When a legitimate user subsequently visits the compromised page, the server delivers the stored malicious script along with the legitimate content. The user’s browser executes this script within the trusted context of the vulnerable website. The presentation demonstrated this flow: an attacker successfully posts a message containing a script tag, which is then rendered and executed for all subsequent viewers of that page, potentially stealing session cookies, redirecting users, or performing actions on their behalf.
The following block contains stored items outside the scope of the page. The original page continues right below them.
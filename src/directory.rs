// Library directory: the authoritative list of libraries. Holdings reported by
// external services are only trusted for codes present here.

use async_trait::async_trait;
use chrono::{DateTime, Utc};
use dashmap::DashMap;
use serde::{Deserialize, Serialize};
use thiserror::Error;
use tokio::time::Instant;

use crate::gateway::{ExternalGateway, GatewayConfig, GatewayError};

pub type LibraryCode = i64;

#[derive(Error, Debug, Clone, PartialEq)]
pub enum DirectoryError {
    #[error("Fetch error: {0}")]
    Fetch(String),
}

impl From<GatewayError> for DirectoryError {
    fn from(err: GatewayError) -> Self {
        DirectoryError::Fetch(err.to_string())
    }
}

/// One row of the directory store.
#[derive(Debug, Clone, PartialEq, Serialize, Deserialize)]
pub struct Library {
    pub lib_code: LibraryCode,
    pub lib_name: String,
    #[serde(default)]
    pub address: Option<String>,
    #[serde(default)]
    pub website: Option<String>,
    #[serde(default)]
    pub detailed_address: Option<String>,
    #[serde(default)]
    pub latitude: Option<String>,
    #[serde(default)]
    pub longitude: Option<String>,
    #[serde(default)]
    pub operating_hours: Option<String>,
    #[serde(default)]
    pub closed_days: Option<String>,
    #[serde(default)]
    pub created_at: Option<DateTime<Utc>>,
    #[serde(default)]
    pub updated_at: Option<DateTime<Utc>>,
}

impl Library {
    pub fn new(lib_code: LibraryCode, lib_name: impl Into<String>) -> Self {
        Self {
            lib_code,
            lib_name: lib_name.into(),
            address: None,
            website: None,
            detailed_address: None,
            latitude: None,
            longitude: None,
            operating_hours: None,
            closed_days: None,
            created_at: None,
            updated_at: None,
        }
    }

    pub fn with_address(mut self, address: impl Into<String>) -> Self {
        self.address = Some(address.into());
        self
    }
}

#[async_trait]
pub trait LibraryDirectory: Send + Sync + 'static {
    /// Every library in the store, ordered by code.
    async fn get_all_libraries(&self) -> Result<Vec<Library>, DirectoryError>;
}

#[derive(Debug, Clone, PartialEq)]
pub struct DirectoryConfig {
    pub gateway: GatewayConfig,
    pub api_key: String,
    pub table: String,
}

impl Default for DirectoryConfig {
    fn default() -> Self {
        Self {
            gateway: GatewayConfig::default(),
            api_key: String::new(),
            table: "libraries".to_string(),
        }
    }
}

/// Directory backed by a PostgREST endpoint.
pub struct RestLibraryDirectory {
    gateway: ExternalGateway,
    api_key: String,
    table: String,
}

impl RestLibraryDirectory {
    pub fn new(config: DirectoryConfig) -> Result<Self, DirectoryError> {
        Ok(Self {
            gateway: ExternalGateway::new(config.gateway)?,
            api_key: config.api_key,
            table: config.table,
        })
    }
}

#[async_trait]
impl LibraryDirectory for RestLibraryDirectory {
    async fn get_all_libraries(&self) -> Result<Vec<Library>, DirectoryError> {
        let started = Instant::now();
        let endpoint = format!("rest/v1/{}", self.table);
        let query = [
            ("select", "*".to_string()),
            ("order", "lib_code".to_string()),
        ];
        let headers = [
            ("apikey", self.api_key.clone()),
            ("Authorization", format!("Bearer {}", self.api_key)),
        ];

        let result = self
            .gateway
            .get_json::<Vec<Library>>(&endpoint, &query, &headers)
            .await;

        tracing::info!(
            service = "directory",
            endpoint = %endpoint,
            success = result.is_ok(),
            duration_ms = started.elapsed().as_millis() as u64,
            "external call finished"
        );

        let mut libraries = result?;
        libraries.sort_by_key(|library| library.lib_code);
        Ok(libraries)
    }
}

/// Directory held in memory, keyed by library code.
#[derive(Default)]
pub struct InMemoryLibraryDirectory {
    libraries: DashMap<LibraryCode, Library>,
}

impl InMemoryLibraryDirectory {
    pub fn new(libraries: impl IntoIterator<Item = Library>) -> Self {
        let directory = Self::default();
        for library in libraries {
            directory.upsert(library);
        }
        directory
    }

    /// Inserts or replaces a library; returns the previous row if any.
    pub fn upsert(&self, mut library: Library) -> Option<Library> {
        let now = Utc::now();
        let previous = self
            .libraries
            .get(&library.lib_code)
            .map(|entry| entry.value().clone());
        library.created_at = previous
            .as_ref()
            .and_then(|p| p.created_at)
            .or(library.created_at)
            .or(Some(now));
        library.updated_at = Some(now);
        self.libraries.insert(library.lib_code, library);
        previous
    }

    pub fn remove(&self, lib_code: LibraryCode) -> Option<Library> {
        self.libraries.remove(&lib_code).map(|(_, library)| library)
    }

    pub fn len(&self) -> usize {
        self.libraries.len()
    }

    pub fn is_empty(&self) -> bool {
        self.libraries.is_empty()
    }
}

#[async_trait]
impl LibraryDirectory for InMemoryLibraryDirectory {
    async fn get_all_libraries(&self) -> Result<Vec<Library>, DirectoryError> {
        let mut libraries: Vec<Library> = self
            .libraries
            .iter()
            .map(|entry| entry.value().clone())
            .collect();
        libraries.sort_by_key(|library| library.lib_code);
        Ok(libraries)
    }
}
The key technical distinction highlighted is between stored XSS and other variants like reflected XSS, emphasizing that stored attacks persist on the server and affect every user who accesses the contaminated resource until the data is removed or the vulnerability is patched.
Practical implications stress the critical need for robust input validation and, more importantly, context-aware output encoding on the server side before any user-supplied data is rendered in a browser. Developers must treat all stored data as untrusted and apply appropriate encoding based on the output context (e.g., HTML, JavaScript, URL). Failure to implement these defenses allows an attacker to weaponize a single submission to compromise multiple users over time.